My children will manage to mangle in 2.4 seconds what has taken me (because my darling husband has't mastered the art of wrapping) 10 days and 60 woman hours to wrap and assemble. There's a bike to put together, toys to buy, things to sneak into the house, and of course the visit to the pet store because "Santa loves pets too" not to mention the stuffing of the stockings. True the cats aren't my favorite. Especially my youngest daughter's favorite cat, Kelly. She has a human name, our dear friend Toddicus ( www.toddicus.com ) loves the fact that our cat's name is so odd, but it was Juliana's choice. It was either Kelly or "cake" - I admit I
pushed her towards Kelly as I didn't want to stand outside my house calling for cake. My kids each have an advent calendar - though Dominic - in true Dominic style ripped his apart and ate all the candy already. The girls get more and more anxious as the calendar counts down...

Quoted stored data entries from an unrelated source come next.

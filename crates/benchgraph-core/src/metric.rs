// Dweve benchgraph - Benchmark result charting
//
// Copyright (c) 2025 Dweve IP B.V. and individual contributors.
//
// SPDX-License-Identifier: Apache-2.0
//
// Licensed under the Apache License, Version 2.0 (the "License");
// you may not use this file except in compliance with the License.
// You may obtain a copy of the License in the LICENSE file at the
// root of this repository or at: http://www.apache.org/licenses/LICENSE-2.0
//
// Unless required by applicable law or agreed to in writing, software
// distributed under the License is distributed on an "AS IS" BASIS,
// WITHOUT WARRANTIES OR CONDITIONS OF ANY KIND, either express or implied.
// See the License for the specific language governing permissions and
// limitations under the License.

//! Metric keys and the per-record metric map.

/// Iteration count of a benchmark run, charted as its own metric.
///
/// The key contains a space, so no unit token of a benchmark line can
/// collide with it.
pub const ITERATIONS: &str = "iteration count";
/// Nanoseconds per operation.
pub const NS_PER_OP: &str = "ns/op";
/// Bytes allocated per operation.
pub const BYTES_PER_OP: &str = "B/op";
/// Allocations per operation.
pub const ALLOCS_PER_OP: &str = "allocs/op";

/// Standard metrics in chart order. Extra metrics follow these.
pub const STANDARD_METRICS: [&str; 4] = [ITERATIONS, NS_PER_OP, BYTES_PER_OP, ALLOCS_PER_OP];

/// Units a benchmark line reports that are not extra metrics.
pub const LINE_METRICS: [&str; 3] = [NS_PER_OP, BYTES_PER_OP, ALLOCS_PER_OP];

/// Returns `true` if the line unit `key` is one of [`LINE_METRICS`].
pub fn is_standard_metric(key: &str) -> bool {
    LINE_METRICS.contains(&key)
}

/// Metric values of a single record, in the order they were first set.
///
/// Benchmark lines carry a handful of metrics, so a vector with linear
/// lookup keeps the unit order of the line without a hashing cost.
#[derive(Debug, Clone, Default, PartialEq)]
pub struct Metrics {
    entries: Vec<(String, f64)>,
}

impl Metrics {
    /// Creates an empty metric map.
    pub fn new() -> Self {
        Self::default()
    }

    /// Creates a map holding `ns/op`, `B/op` and `allocs/op`, all zero.
    pub fn with_standard_defaults() -> Self {
        let mut metrics = Self::new();
        metrics.insert(NS_PER_OP, 0.0);
        metrics.insert(BYTES_PER_OP, 0.0);
        metrics.insert(ALLOCS_PER_OP, 0.0);
        metrics
    }

    /// Sets `key` to `value`, keeping the key's original position.
    ///
    /// Returns the previous value if the key was already present.
    pub fn insert(&mut self, key: &str, value: f64) -> Option<f64> {
        match self.entries.iter_mut().find(|(k, _)| k == key) {
            Some((_, slot)) => Some(std::mem::replace(slot, value)),
            None => {
                self.entries.push((key.to_string(), value));
                None
            }
        }
    }

    /// Returns the value of `key`.
    pub fn get(&self, key: &str) -> Option<f64> {
        self.entries
            .iter()
            .find(|(k, _)| k == key)
            .map(|(_, v)| *v)
    }

    /// Iterates over `(key, value)` pairs in insertion order.
    pub fn iter(&self) -> impl Iterator<Item = (&str, f64)> {
        self.entries.iter().map(|(k, v)| (k.as_str(), *v))
    }

    /// Iterates over metrics that are not standard.
    pub fn extras(&self) -> impl Iterator<Item = (&str, f64)> {
        self.iter().filter(|(k, _)| !is_standard_metric(k))
    }

    /// Number of metrics.
    pub fn len(&self) -> usize {
        self.entries.len()
    }

    /// Returns `true` if no metric is set.
    pub fn is_empty(&self) -> bool {
        self.entries.is_empty()
    }
}
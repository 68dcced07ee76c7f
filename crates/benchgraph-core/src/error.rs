// Dweve benchgraph - Benchmark result charting
//
// Copyright (c) 2025 Dweve IP B.V. and individual contributors.
//
// SPDX-License-Identifier: Apache-2.0
//
// Licensed under the Apache License, Version 2.0 (the "License");
// you may not use this file except in compliance with the License.
// You may obtain a copy of the License in the LICENSE file at the
// root of this repository or at: http://www.apache.org/licenses/LICENSE-2.0
//
// Unless required by applicable law or agreed to in writing, software
// distributed under the License is distributed on an "AS IS" BASIS,
// WITHOUT WARRANTIES OR CONDITIONS OF ANY KIND, either express or implied.
// See the License for the specific language governing permissions and
// limitations under the License.

//! Error types for benchmark ingestion.

use thiserror::Error;

/// Why a benchmark name token could not be decomposed.
#[derive(Debug, Clone, PartialEq, Eq, Error)]
pub enum NameError {
    /// The token after the `Benchmark` prefix is empty.
    #[error("benchmark name is empty")]
    EmptyToken,

    /// The segment before the first `/` is empty (e.g. `/100-4`).
    #[error("benchmark name '{token}' has an empty name segment")]
    EmptyName {
        /// The offending token.
        token: String,
    },

    /// A `-` thread-count suffix is present but is not a valid count.
    #[error("benchmark name '{token}' has an invalid thread count '{suffix}'")]
    ThreadCount {
        /// The offending token.
        token: String,
        /// The text after the last `-`.
        suffix: String,
    },
}

/// Errors produced by the ingestion core.
///
/// Per-line failures are reported as [`LineStatus`](crate::LineStatus)
/// values, never as errors; only conditions that end ingestion live here.
#[derive(Debug, Clone, PartialEq, Eq, Error)]
pub enum CoreError {
    /// Input was exhausted without a single usable benchmark record.
    #[error("no data to show")]
    NoData,
}

/// Result type for core operations.
pub type CoreResult<T> = Result<T, CoreError>;
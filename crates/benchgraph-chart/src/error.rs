// Dweve benchgraph - Benchmark result charting
//
// Copyright (c) 2025 Dweve IP B.V. and individual contributors.
//
// SPDX-License-Identifier: Apache-2.0
//
// Licensed under the Apache License, Version 2.0 (the "License");
// you may not use this file except in compliance with the License.
// You may obtain a copy of the License in the LICENSE file at the
// root of this repository or at: http://www.apache.org/licenses/LICENSE-2.0
//
// Unless required by applicable law or agreed to in writing, software
// distributed under the License is distributed on an "AS IS" BASIS,
// WITHOUT WARRANTIES OR CONDITIONS OF ANY KIND, either express or implied.
// See the License for the specific language governing permissions and
// limitations under the License.

//! Chart document errors.

use thiserror::Error;

/// Errors raised while emitting a chart document.
#[derive(Debug, Error)]
pub enum ChartError {
    /// The document could not be serialized or written.
    #[error("failed to write chart document: {0}")]
    Serialize(#[from] serde_json::Error),
}

/// Result type for chart operations.
pub type ChartResult<T> = Result<T, ChartError>;
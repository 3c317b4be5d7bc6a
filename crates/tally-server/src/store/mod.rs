//! Key-value store seam.
//!
//! The counter service only ever talks to a [`KvStore`]: string keys, string
//! values, get/put/delete. No transactions, no TTLs, no atomic increment.
//! Backends report failures as `TallyError::StoreUnavailable`.

pub mod memory;
pub mod snapshot;

use std::sync::Arc;

use async_trait::async_trait;

use tally_core::error::Result;

use crate::config::{StoreBackend, StoreSection};

pub use memory::MemoryStore;
pub use snapshot::SnapshotStore;

#[async_trait]
pub trait KvStore: Send + Sync {
    /// `Ok(None)` when the key is absent.
    async fn get(&self, key: &str) -> Result<Option<String>>;
    async fn put(&self, key: &str, value: String) -> Result<()>;
    /// Deleting an absent key is a no-op.
    async fn delete(&self, key: &str) -> Result<()>;
}

/// A store built from config. Snapshot stores stay typed so the binary can
/// drive autosave and the final save on shutdown.
#[derive(Clone)]
pub enum OpenedStore {
    Memory(Arc<MemoryStore>),
    Snapshot(Arc<SnapshotStore>),
}

impl OpenedStore {
    pub fn as_kv(&self) -> Arc<dyn KvStore> {
        match self {
            OpenedStore::Memory(s) => Arc::clone(s) as Arc<dyn KvStore>,
            OpenedStore::Snapshot(s) => Arc::clone(s) as Arc<dyn KvStore>,
        }
    }
}

pub async fn open(section: &StoreSection) -> Result<OpenedStore> {
    match section.backend {
        StoreBackend::Memory => Ok(OpenedStore::Memory(Arc::new(MemoryStore::new()))),
        StoreBackend::Snapshot => {
            let path = section.snapshot_path.clone().unwrap_or_default();
            let store = SnapshotStore::open(path).await?;
            Ok(OpenedStore::Snapshot(Arc::new(store)))
        }
    }
}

As much as I love this holiday for my kids, I admit I'm not incredibly excited about it for myself... it's been a hard year for my family and it's kind of hard to look forward to the festivities this year. My uncle's passing has been harder than I imagined it would have been. For all intents and purposes he, along with my grandfather were all I had as a father. I'm thankful I married a man who is an incredible father. The loss of my uncle so quickly - damn cancer... and the virtual loss of my grandfather has left a black shadow on the holiday for me. Had I known last year was going to be THE last year... I just wonder what I would have done differently, what I would have said. I remember standing outside with my uncle talking about Florida and what route I should take back home - he says to go through Atlanta instead of around it because everyone goes around it so coming home I did and I suspect I always will. When I was home during the summer I kissed my grandpa and said I love you and those are the last words we ever said to eachother. He's here physically but three strokes just a month before my uncle passed, has in truth made much communication unrealistic. Last week, my great-aunt (my grandpa's sister) passed away. When we were kids we would go to my grandpa's summer home in Mexico and play with our cousins, my great-aunt, Ana would make us treats - our older cousins would help us torture our younger cousins. She would teach us a few things here and there - first time I saw where chicken really came from... it's hard, knowing what's gone. But also makes us that much more thankful for what we do still have with us. So as hard as this holiday is to get into, I suspect it will become easier in time. I'm thankful I had the opportunity to speak at my uncle's funeral. My cousins thanked me, people said it was beautiful, but really, it was my last chance to say what I wanted to to my uncle, an incredible giant of a man with an even bigger heart, and I'm glad to have known him. Someday, I'll just wake up and it won't hurt as much. The joy will come back, little by little, and one day I won't get that hard knot in my throat when thinking about those who are gone. I'll smile and be thankful for having known them.